At first the foxcrow was a destructive inhabitant of Su's office. Her papers were no longer safe, even locked away in a metal drawer, for the foxcrow would bend it open to gather new bedding material. When Su took to filling the ex-bin with softer and more comfortable materials on a regular basis, the foxcrow turned to the legs of her furniture, bending or clawing or biting them until she sat on her chair one morning and it collapsed beneath her. When she bent a circlet of metal and threatened to put a collar and chain round its neck, the foxcrow flew into the air, bent it round her wrist instead and then dived onto the floor, pulling Su to the ground by the metal.

She wondered if it was hunger that was causing the aggravating behaviour and ordered more food as a breakfast for it, but it gorged itself so much that its belly stuck out, although it did then sleep for the rest of the day, which she was grateful for.

It was Baatar in the end who suggested it was bored, and with Su's help built a small obstacle course around her office. Remembering its ability to metal bend, and her idea of finding out more about its skill, beyond merely wrecking her chair legs, she gave it one of her meteorites and was surprised at the dexterity with which it could manipulate it. She held up various objects for it to copy; a cup, a pen, a vase and as far as it could with the amount of metal, it copied them.

Her favourite game, invented one day when she was bored with reading through long-winded political reports, was to send a small ball of metal skittering across her desk and onto the floor, rolling it around her study as the foxcrow chased after it.

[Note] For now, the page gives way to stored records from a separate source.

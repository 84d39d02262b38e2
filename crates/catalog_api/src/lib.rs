use std::{
    str::FromStr,
    sync::{
        atomic::{AtomicBool, Ordering},
        Arc, Mutex,
    },
    time::Duration,
};

use chrono::{DateTime, Utc};
use serde::{Deserialize, Serialize};
use shared::{
    domain::{Category, OwnerId, Piece, PieceId},
    error::{CatalogError, FieldErrors},
    protocol::NewPieceSubmission,
    rules::{self, FIELD_OWNER},
};
use storage::{DuplicatePieceId, PieceRepository};
use thiserror::Error;
use tracing::{info, warn};
use uuid::Uuid;

/// Artificial latency applied before each Access Layer call.
#[derive(Debug, Clone, Copy, PartialEq, Eq)]
pub struct LatencyProfile {
    pub list: Duration,
    pub get: Duration,
    pub categories: Duration,
    pub create: Duration,
}

impl Default for LatencyProfile {
    fn default() -> Self {
        Self {
            list: Duration::from_millis(500),
            get: Duration::from_millis(300),
            categories: Duration::from_millis(200),
            create: Duration::from_millis(500),
        }
    }
}

impl LatencyProfile {
    pub fn none() -> Self {
        Self::uniform(Duration::ZERO)
    }

    pub fn uniform(delay: Duration) -> Self {
        Self {
            list: delay,
            get: delay,
            categories: delay,
            create: delay,
        }
    }
}

/// What `list_pieces` returns when called without an owner.
#[derive(Debug, Clone, Copy, PartialEq, Eq, Default, Serialize, Deserialize)]
#[serde(rename_all = "snake_case")]
pub enum UnscopedListing {
    #[default]
    Empty,
    All,
}

#[derive(Debug, Error)]
#[error("unknown unscoped listing policy '{0}', expected 'empty' or 'all'")]
pub struct ParseUnscopedListingError(String);

impl FromStr for UnscopedListing {
    type Err = ParseUnscopedListingError;

    fn from_str(s: &str) -> Result<Self, Self::Err> {
        match s.trim().to_ascii_lowercase().as_str() {
            "empty" => Ok(UnscopedListing::Empty),
            "all" => Ok(UnscopedListing::All),
            other => Err(ParseUnscopedListingError(other.to_string())),
        }
    }
}

/// Stand-in for the network hop: a delay, plus an offline switch that makes
/// every call fail with a transport error.
#[derive(Debug, Clone)]
pub struct SimulatedTransport {
    latency: LatencyProfile,
    offline: Arc<AtomicBool>,
}

impl SimulatedTransport {
    pub fn new(latency: LatencyProfile) -> Self {
        Self {
            latency,
            offline: Arc::new(AtomicBool::new(false)),
        }
    }

    pub fn latency(&self) -> LatencyProfile {
        self.latency
    }

    pub fn set_offline(&self, offline: bool) {
        self.offline.store(offline, Ordering::SeqCst);
    }

    pub fn is_offline(&self) -> bool {
        self.offline.load(Ordering::SeqCst)
    }

    async fn round_trip(&self, delay: Duration, operation: &'static str) -> Result<(), CatalogError> {
        if !delay.is_zero() {
            tokio::time::sleep(delay).await;
        }
        if self.is_offline() {
            warn!(operation, "simulated transport is offline");
            return Err(CatalogError::Transport(format!(
                "{operation} failed: catalog service unavailable"
            )));
        }
        Ok(())
    }
}

/// Hands out creation timestamps that never go backwards, even if the wall
/// clock does.
#[derive(Debug, Clone, Default)]
struct CreationClock {
    last: Arc<Mutex<Option<DateTime<Utc>>>>,
}

impl CreationClock {
    fn stamp(&self) -> DateTime<Utc> {
        let mut last = self.last.lock().unwrap_or_else(|poisoned| poisoned.into_inner());
        let now = Utc::now();
        let stamp = match *last {
            Some(previous) if previous > now => previous,
            _ => now,
        };
        *last = Some(stamp);
        stamp
    }
}

#[derive(Clone)]
pub struct CatalogContext {
    pub store: Arc<dyn PieceRepository>,
    pub transport: SimulatedTransport,
    pub unscoped_listing: UnscopedListing,
    clock: CreationClock,
}

impl CatalogContext {
    pub fn new(store: Arc<dyn PieceRepository>) -> Self {
        Self {
            store,
            transport: SimulatedTransport::new(LatencyProfile::default()),
            unscoped_listing: UnscopedListing::default(),
            clock: CreationClock::default(),
        }
    }

    pub fn with_latency(mut self, latency: LatencyProfile) -> Self {
        self.transport = SimulatedTransport::new(latency);
        self
    }

    pub fn with_unscoped_listing(mut self, policy: UnscopedListing) -> Self {
        self.unscoped_listing = policy;
        self
    }
}

/// Appends racing on the same fresh id retry this many times in total.
const MAX_ID_ATTEMPTS: usize = 5;

/// `p<unix millis>-<8 random hex>`; the suffix keeps rapid successive calls
/// apart.
pub fn generate_piece_id() -> PieceId {
    let suffix = Uuid::new_v4().simple().to_string();
    PieceId(format!(
        "p{}-{}",
        Utc::now().timestamp_millis(),
        &suffix[..8]
    ))
}

fn present(owner_id: Option<&OwnerId>) -> Option<&OwnerId> {
    owner_id.filter(|owner| !owner.is_blank())
}

pub async fn list_pieces(
    ctx: &CatalogContext,
    owner_id: Option<&OwnerId>,
) -> Result<Vec<Piece>, CatalogError> {
    ctx.transport
        .round_trip(ctx.transport.latency.list, "list_pieces")
        .await?;

    match present(owner_id) {
        Some(owner_id) => {
            let pieces = ctx.store.list_by_owner(owner_id).await.map_err(internal)?;
            info!(%owner_id, count = pieces.len(), "listed pieces");
            Ok(pieces)
        }
        None => match ctx.unscoped_listing {
            UnscopedListing::Empty => {
                warn!("list_pieces called without an owner; returning nothing");
                Ok(Vec::new())
            }
            UnscopedListing::All => {
                warn!("list_pieces called without an owner; returning the whole catalog");
                ctx.store.list().await.map_err(internal)
            }
        },
    }
}

/// Absent both when the id is unknown and when the piece belongs to someone
/// else.
pub async fn get_piece(
    ctx: &CatalogContext,
    id: &PieceId,
    owner_id: Option<&OwnerId>,
) -> Result<Option<Piece>, CatalogError> {
    ctx.transport
        .round_trip(ctx.transport.latency.get, "get_piece")
        .await?;

    let Some(piece) = ctx.store.get_by_id(id).await.map_err(internal)? else {
        return Ok(None);
    };

    match present(owner_id) {
        Some(owner_id) if !piece.is_owned_by(owner_id) => {
            warn!(
                %owner_id,
                piece_id = %id,
                actual_owner = %piece.owner_id,
                "ownership mismatch; reporting piece as absent"
            );
            Ok(None)
        }
        Some(_) => Ok(Some(piece)),
        None => {
            warn!(piece_id = %id, "get_piece called without an owner check");
            Ok(Some(piece))
        }
    }
}

pub async fn require_piece(
    ctx: &CatalogContext,
    id: &PieceId,
    owner_id: Option<&OwnerId>,
) -> Result<Piece, CatalogError> {
    get_piece(ctx, id, owner_id)
        .await?
        .ok_or(CatalogError::NotFoundOrForbidden)
}

pub async fn list_categories(ctx: &CatalogContext) -> Result<Vec<Category>, CatalogError> {
    ctx.transport
        .round_trip(ctx.transport.latency.categories, "list_categories")
        .await?;
    ctx.store.categories().await.map_err(internal)
}

pub async fn create_piece(
    ctx: &CatalogContext,
    submission: NewPieceSubmission,
    owner_id: Option<&OwnerId>,
) -> Result<Piece, CatalogError> {
    ctx.transport
        .round_trip(ctx.transport.latency.create, "create_piece")
        .await?;

    let Some(owner_id) = present(owner_id) else {
        return Err(CatalogError::Validation(FieldErrors::single(
            FIELD_OWNER,
            "You must be logged in to add a piece.",
        )));
    };
    rules::check_submission(&submission)?;

    let category = ctx
        .store
        .category_by_id(&submission.category_id)
        .await
        .map_err(internal)?
        .ok_or_else(|| CatalogError::Reference {
            category_id: submission.category_id.clone(),
        })?;

    let mut id = generate_piece_id();
    while ctx.store.contains(&id).await.map_err(internal)? {
        id = generate_piece_id();
    }

    let mut piece = Piece {
        id,
        owner_id: owner_id.clone(),
        name: submission.name,
        description: submission.description,
        materials: submission.materials,
        category,
        image_urls: submission.image_urls,
        height: submission.height,
        width: submission.width,
        depth: submission.depth,
        creation_date: ctx.clock.stamp(),
    };
    let mut attempts = 1;
    loop {
        match ctx.store.append(piece.clone()).await {
            Ok(()) => break,
            Err(err)
                if attempts < MAX_ID_ATTEMPTS
                    && err.downcast_ref::<DuplicatePieceId>().is_some() =>
            {
                warn!(piece_id = %piece.id, attempts, "piece id taken at append; drawing another");
                piece.id = generate_piece_id();
                attempts += 1;
            }
            Err(err) => return Err(internal(err)),
        }
    }
    info!(
        piece_id = %piece.id,
        %owner_id,
        category = %piece.category.name,
        images = piece.image_urls.len(),
        "piece created"
    );
    Ok(piece)
}

fn internal(err: anyhow::Error) -> CatalogError {
    CatalogError::Transport(format!("store failure: {err}"))
}

#[cfg(test)]
#[path = "tests/lib_tests.rs"]
mod tests;
use std::{net::SocketAddr, sync::Arc};

use axum::{
    extract::{multipart::MultipartError, DefaultBodyLimit, Multipart, Path, Query, State},
    http::StatusCode,
    response::IntoResponse,
    routing::{get, post},
    Json, Router,
};
use catalog_api::{create_piece, list_categories, list_pieces, require_piece, CatalogContext};
use serde::Deserialize;
use shared::{
    domain::{Category, Identity, OwnerId, Piece, PieceId},
    error::{ApiError, CatalogError, ErrorCode},
    protocol::{NewPieceSubmission, UploadPieceResponse},
    rules::{
        FIELD_CATEGORY, FIELD_DEPTH, FIELD_DESCRIPTION, FIELD_HEIGHT, FIELD_IMAGES,
        FIELD_MATERIALS, FIELD_NAME, FIELD_WIDTH, MAX_FILE_SIZE_BYTES, MAX_IMAGES,
    },
};
use storage::MemoryStore;
use submission::{ImageFile, PieceForm, SubmissionWorkflow, SubmitOutcome};
use tower_http::limit::RequestBodyLimitLayer;
use tracing::{debug, error, info};

mod app_state;
mod config;

use app_state::AppState;
use config::load_settings;

/// Room for a full set of images plus a couple of oversized ones that staging
/// will turn away with a notice.
const MAX_UPLOAD_BYTES: usize = (MAX_IMAGES + 3) * MAX_FILE_SIZE_BYTES;

type HttpError = (StatusCode, Json<ApiError>);

#[derive(Debug, Default, Deserialize)]
struct OwnerQuery {
    owner_id: Option<String>,
}

#[tokio::main]
async fn main() -> anyhow::Result<()> {
    tracing_subscriber::fmt().with_env_filter("info").init();

    let settings = load_settings();
    let store = if settings.seed_demo_data {
        MemoryStore::seeded()
    } else {
        MemoryStore::empty()
    };
    let catalog = CatalogContext::new(Arc::new(store))
        .with_latency(settings.latency)
        .with_unscoped_listing(settings.unscoped_listing);

    let session = settings.session_identity();
    match &session {
        Some(identity) => info!(
            owner_id = %identity.owner_id,
            label = %identity.display_label,
            "auth bypass enabled"
        ),
        None => info!("auth bypass disabled; requests must name an owner"),
    }

    let state = AppState { catalog, session };
    let app = build_router(Arc::new(state));

    let addr: SocketAddr = settings.server_bind.parse()?;
    info!(%addr, "server listening");
    let listener = tokio::net::TcpListener::bind(addr).await?;
    axum::serve(listener, app).await?;
    Ok(())
}

fn build_router(state: Arc<AppState>) -> Router {
    Router::new()
        .route("/healthz", get(healthz))
        .route("/session", get(session))
        .route("/categories", get(http_list_categories))
        .route("/pieces", get(http_list_pieces).post(http_create_piece))
        .route("/pieces/upload", post(upload_piece))
        .route("/pieces/:piece_id", get(http_get_piece))
        .layer(DefaultBodyLimit::disable())
        .layer(RequestBodyLimitLayer::new(MAX_UPLOAD_BYTES))
        .with_state(state)
}

fn status_for(code: ErrorCode) -> StatusCode {
    match code {
        ErrorCode::Validation | ErrorCode::Reference => StatusCode::BAD_REQUEST,
        ErrorCode::NotFound => StatusCode::NOT_FOUND,
        ErrorCode::Transport => StatusCode::SERVICE_UNAVAILABLE,
        ErrorCode::Internal => StatusCode::INTERNAL_SERVER_ERROR,
    }
}

fn catalog_error(err: CatalogError) -> HttpError {
    let body = ApiError::from(err);
    (status_for(body.code), Json(body))
}

fn bad_multipart(err: MultipartError) -> HttpError {
    (
        StatusCode::BAD_REQUEST,
        Json(ApiError::new(
            ErrorCode::Validation,
            format!("malformed multipart body: {err}"),
        )),
    )
}

/// An explicit `owner_id` wins; otherwise the bypass session, if any.
fn resolve_identity(state: &AppState, q: &OwnerQuery) -> Option<Identity> {
    match q.owner_id.as_deref().map(str::trim) {
        Some(owner_id) if !owner_id.is_empty() => Some(Identity::new(owner_id, owner_id)),
        _ => state.session.clone(),
    }
}

fn resolve_owner(state: &AppState, q: &OwnerQuery) -> Option<OwnerId> {
    resolve_identity(state, q).map(|identity| identity.owner_id)
}

async fn healthz() -> &'static str {
    "ok"
}

async fn session(State(state): State<Arc<AppState>>) -> impl IntoResponse {
    match state.session.clone() {
        Some(identity) => Json(identity).into_response(),
        None => StatusCode::NO_CONTENT.into_response(),
    }
}

async fn http_list_categories(
    State(state): State<Arc<AppState>>,
) -> Result<Json<Vec<Category>>, HttpError> {
    let categories = list_categories(&state.catalog)
        .await
        .map_err(catalog_error)?;
    Ok(Json(categories))
}

async fn http_list_pieces(
    State(state): State<Arc<AppState>>,
    Query(q): Query<OwnerQuery>,
) -> Result<Json<Vec<Piece>>, HttpError> {
    let owner_id = resolve_owner(&state, &q);
    let pieces = list_pieces(&state.catalog, owner_id.as_ref())
        .await
        .map_err(catalog_error)?;
    Ok(Json(pieces))
}

async fn http_get_piece(
    State(state): State<Arc<AppState>>,
    Path(piece_id): Path<String>,
    Query(q): Query<OwnerQuery>,
) -> Result<Json<Piece>, HttpError> {
    let owner_id = resolve_owner(&state, &q);
    let piece = require_piece(&state.catalog, &PieceId(piece_id), owner_id.as_ref())
        .await
        .map_err(catalog_error)?;
    Ok(Json(piece))
}

async fn http_create_piece(
    State(state): State<Arc<AppState>>,
    Query(q): Query<OwnerQuery>,
    Json(submission): Json<NewPieceSubmission>,
) -> Result<(StatusCode, Json<Piece>), HttpError> {
    let owner_id = resolve_owner(&state, &q);
    let piece = create_piece(&state.catalog, submission, owner_id.as_ref())
        .await
        .map_err(catalog_error)?;
    Ok((StatusCode::CREATED, Json(piece)))
}

/// Runs a browser-style "new piece" form through the submission workflow:
/// text fields fill the form, every `images` part is staged.
async fn upload_piece(
    State(state): State<Arc<AppState>>,
    Query(q): Query<OwnerQuery>,
    mut multipart: Multipart,
) -> Result<(StatusCode, Json<UploadPieceResponse>), HttpError> {
    let mut form = PieceForm::default();
    let mut files = Vec::new();

    while let Some(field) = multipart.next_field().await.map_err(bad_multipart)? {
        let name = field.name().unwrap_or("").to_string();
        if name == FIELD_IMAGES {
            let file_name = field.file_name().unwrap_or("image").to_string();
            let declared_type = field.content_type().unwrap_or("").to_string();
            let bytes = field.bytes().await.map_err(bad_multipart)?;
            files.push(ImageFile::new(file_name, declared_type, bytes.to_vec()));
            continue;
        }

        let slot = match name.as_str() {
            FIELD_NAME => &mut form.name,
            FIELD_DESCRIPTION => &mut form.description,
            FIELD_MATERIALS => &mut form.materials,
            FIELD_CATEGORY => &mut form.category_id,
            FIELD_HEIGHT => &mut form.height,
            FIELD_WIDTH => &mut form.width,
            FIELD_DEPTH => &mut form.depth,
            other => {
                debug!(field = other, "ignoring unknown multipart field");
                continue;
            }
        };
        *slot = field.text().await.map_err(bad_multipart)?;
    }

    let identity = resolve_identity(&state, &q);
    let mut workflow = SubmissionWorkflow::new(Arc::new(state.catalog.clone()), identity);
    workflow.edit(|current| *current = form);
    let mut notices = workflow
        .select_files(files)
        .await
        .map(|report| report.notices)
        .unwrap_or_default();

    match workflow.submit().await {
        SubmitOutcome::Created { piece, notice, .. } => {
            notices.push(notice);
            Ok((
                StatusCode::CREATED,
                Json(UploadPieceResponse { piece, notices }),
            ))
        }
        SubmitOutcome::Invalid(errors) => {
            let (status, Json(body)) = catalog_error(CatalogError::Validation(errors));
            Err((status, Json(body.with_notices(notices))))
        }
        SubmitOutcome::Failed(notice) => {
            let message = notice.description.clone();
            notices.push(notice);
            Err((
                StatusCode::SERVICE_UNAVAILABLE,
                Json(ApiError::new(ErrorCode::Transport, message).with_notices(notices)),
            ))
        }
        SubmitOutcome::Ignored => {
            error!("fresh submission workflow refused to submit");
            Err((
                StatusCode::INTERNAL_SERVER_ERROR,
                Json(
                    ApiError::new(ErrorCode::Internal, "submission was not attempted")
                        .with_notices(notices),
                ),
            ))
        }
    }
}

#[cfg(test)]
#[path = "tests/main_tests.rs"]
mod tests;
//! Schema rules for pieces. The submission form and the Access Layer both
//! check against these, so every write path upholds the Piece invariants.

use url::Url;

use crate::{error::FieldErrors, protocol::NewPieceSubmission};

pub const MAX_IMAGES: usize = 5;
pub const MAX_FILE_SIZE_MB: usize = 5;
pub const MAX_FILE_SIZE_BYTES: usize = MAX_FILE_SIZE_MB * 1024 * 1024;

pub const NAME_LEN: (usize, usize) = (3, 100);
pub const DESCRIPTION_LEN: (usize, usize) = (10, 1000);
pub const MATERIALS_LEN: (usize, usize) = (3, 200);

pub const FIELD_NAME: &str = "name";
pub const FIELD_DESCRIPTION: &str = "description";
pub const FIELD_MATERIALS: &str = "materials";
pub const FIELD_CATEGORY: &str = "category_id";
pub const FIELD_HEIGHT: &str = "height";
pub const FIELD_WIDTH: &str = "width";
pub const FIELD_DEPTH: &str = "depth";
pub const FIELD_IMAGES: &str = "images";
pub const FIELD_OWNER: &str = "owner";

pub fn check_length(
    errors: &mut FieldErrors,
    field: &str,
    label: &str,
    value: &str,
    (min, max): (usize, usize),
) {
    let len = value.chars().count();
    if len < min {
        errors.add(
            field,
            format!("{label} must be at least {min} characters long."),
        );
    } else if len > max {
        errors.add(
            field,
            format!("{label} must be at most {max} characters long."),
        );
    }
}

pub fn check_category(errors: &mut FieldErrors, category_id: &str) {
    if category_id.trim().is_empty() {
        errors.add(FIELD_CATEGORY, "Please select a category.");
    }
}

pub fn positive_dimension_message(label: &str) -> String {
    format!("{label} must be a positive number.")
}

pub fn check_dimension(errors: &mut FieldErrors, field: &str, label: &str, value: Option<f64>) {
    if let Some(v) = value {
        if !v.is_finite() || v <= 0.0 {
            errors.add(field, positive_dimension_message(label));
        }
    }
}

/// Coerces raw form input into an optional dimension. Blank input is absent,
/// never zero.
pub fn parse_dimension(raw: &str, label: &str) -> Result<Option<f64>, String> {
    let trimmed = raw.trim();
    if trimmed.is_empty() {
        return Ok(None);
    }
    match trimmed.parse::<f64>() {
        Ok(v) if v.is_finite() && v > 0.0 => Ok(Some(v)),
        _ => Err(positive_dimension_message(label)),
    }
}

pub fn check_images(errors: &mut FieldErrors, image_urls: &[String]) {
    if image_urls.len() > MAX_IMAGES {
        errors.add(
            FIELD_IMAGES,
            format!("You can upload a maximum of {MAX_IMAGES} images."),
        );
        return;
    }
    if image_urls.iter().any(|raw| Url::parse(raw).is_err()) {
        errors.add(FIELD_IMAGES, "Invalid image URL format.");
    }
}

pub fn check_submission(submission: &NewPieceSubmission) -> Result<(), FieldErrors> {
    let mut errors = FieldErrors::new();
    check_length(&mut errors, FIELD_NAME, "Name", &submission.name, NAME_LEN);
    check_length(
        &mut errors,
        FIELD_DESCRIPTION,
        "Description",
        &submission.description,
        DESCRIPTION_LEN,
    );
    check_length(
        &mut errors,
        FIELD_MATERIALS,
        "Materials",
        &submission.materials,
        MATERIALS_LEN,
    );
    check_category(&mut errors, submission.category_id.as_str());
    check_dimension(&mut errors, FIELD_HEIGHT, "Height", submission.height);
    check_dimension(&mut errors, FIELD_WIDTH, "Width", submission.width);
    check_dimension(&mut errors, FIELD_DEPTH, "Depth", submission.depth);
    check_images(&mut errors, &submission.image_urls);
    errors.into_result()
}

pub fn is_image_type(declared_type: &str) -> bool {
    declared_type
        .trim()
        .to_ascii_lowercase()
        .starts_with("image/")
}

#[cfg(test)]
mod tests {
    use super::*;
    use crate::domain::CategoryId;

    fn mug() -> NewPieceSubmission {
        NewPieceSubmission {
            name: "Mug".into(),
            description: "A nice little mug".into(),
            materials: "Clay".into(),
            category_id: CategoryId::from("cat3"),
            image_urls: Vec::new(),
            height: None,
            width: None,
            depth: None,
        }
    }

    #[test]
    fn accepts_minimal_submission() {
        check_submission(&mug()).expect("valid");
    }

    #[test]
    fn length_bounds_count_characters() {
        let mut submission = mug();
        submission.name = "Ké".into();
        let errors = check_submission(&submission).expect_err("too short");
        assert!(errors.contains(FIELD_NAME));

        submission.name = "é".repeat(100);
        check_submission(&submission).expect("100 chars is fine");

        submission.name.push('x');
        assert!(check_submission(&submission)
            .expect_err("too long")
            .contains(FIELD_NAME));
    }

    #[test]
    fn blank_dimension_is_absent_not_zero() {
        assert_eq!(parse_dimension("", "Height"), Ok(None));
        assert_eq!(parse_dimension("   ", "Height"), Ok(None));
        assert_eq!(parse_dimension("12.5", "Height"), Ok(Some(12.5)));
        assert!(parse_dimension("0", "Height").is_err());
        assert!(parse_dimension("-3", "Height").is_err());
        assert!(parse_dimension("abc", "Height").is_err());
        assert!(parse_dimension("inf", "Height").is_err());
    }

    #[test]
    fn rejects_non_positive_dimensions_and_too_many_images() {
        let mut submission = mug();
        submission.depth = Some(0.0);
        submission.image_urls = (0..6)
            .map(|i| format!("https://picsum.photos/seed/{i}/600/800"))
            .collect();
        let errors = check_submission(&submission).expect_err("invalid");
        assert_eq!(errors.get(FIELD_DEPTH), Some("Depth must be a positive number."));
        assert_eq!(
            errors.get(FIELD_IMAGES),
            Some("You can upload a maximum of 5 images.")
        );
    }

    #[test]
    fn data_uris_are_valid_image_urls() {
        let mut submission = mug();
        submission.image_urls = vec!["data:image/png;base64,iVBORw0KGgo=".into()];
        check_submission(&submission).expect("valid");

        submission.image_urls = vec!["not a url".into()];
        assert!(check_submission(&submission)
            .expect_err("invalid")
            .contains(FIELD_IMAGES));
    }

    #[test]
    fn classifies_image_types() {
        assert!(is_image_type("image/png"));
        assert!(is_image_type("Image/JPEG"));
        assert!(!is_image_type("application/pdf"));
        assert!(!is_image_type(""));
    }
}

On its quieter, calmer days, it would sit on her desk, tail curled neatly about itself and stare down at her papers. It looked so like it was reading them that she would occasionally turn one round if she was fed up with trying to make sense of it and offer the foxcrow to read it instead.

She told herself very firmly and repeatedly that she was not taming it, that it was not a pet. It had chosen to come live with her, with the offer of food. But it was difficult to remember that as a truth when it would curl up in her lap if it had tired itself out or drape itself across her shoulders if it wanted a better view of her desk or follow her with the now familiar tmp clicks of its mismatched feet whenever she walked through the city.

It would occasionally leave her side, flying out the window and gliding down into the garden to play with her meteorite collection. When it had not returned one evening for its meal, she went in search and found her second eldest son, Huan, entranced at the shapes the foxcrow was bending, having left work on his own sculptures to watch.

The only boundary she did succeed in keeping was that the foxcrow was never allowed back to their family quarters. Not that it ever seemed to want to follow her there, content with the life it led in Su's office. The animal healer that Su had called up from a farm in the valley to exam in it had declared the foxcrow to be in good health, as far as he could tell without being bitten, but that judging from its silvering fur it was nearing the end of its life, suggesting that this was why it had taken to raiding stores with its unique ability to metalbend, rather than hunt.

Su felt a pang of sadness at that last piece of news; despite being determined not to tame it, she'd grown accustomed to its presence and had hoped the foxcrow would be a companion for her for a while. The long hours in her office that her job as Matriarch occasionally necessitated had gone by far quicker with the foxcrow to amuse her.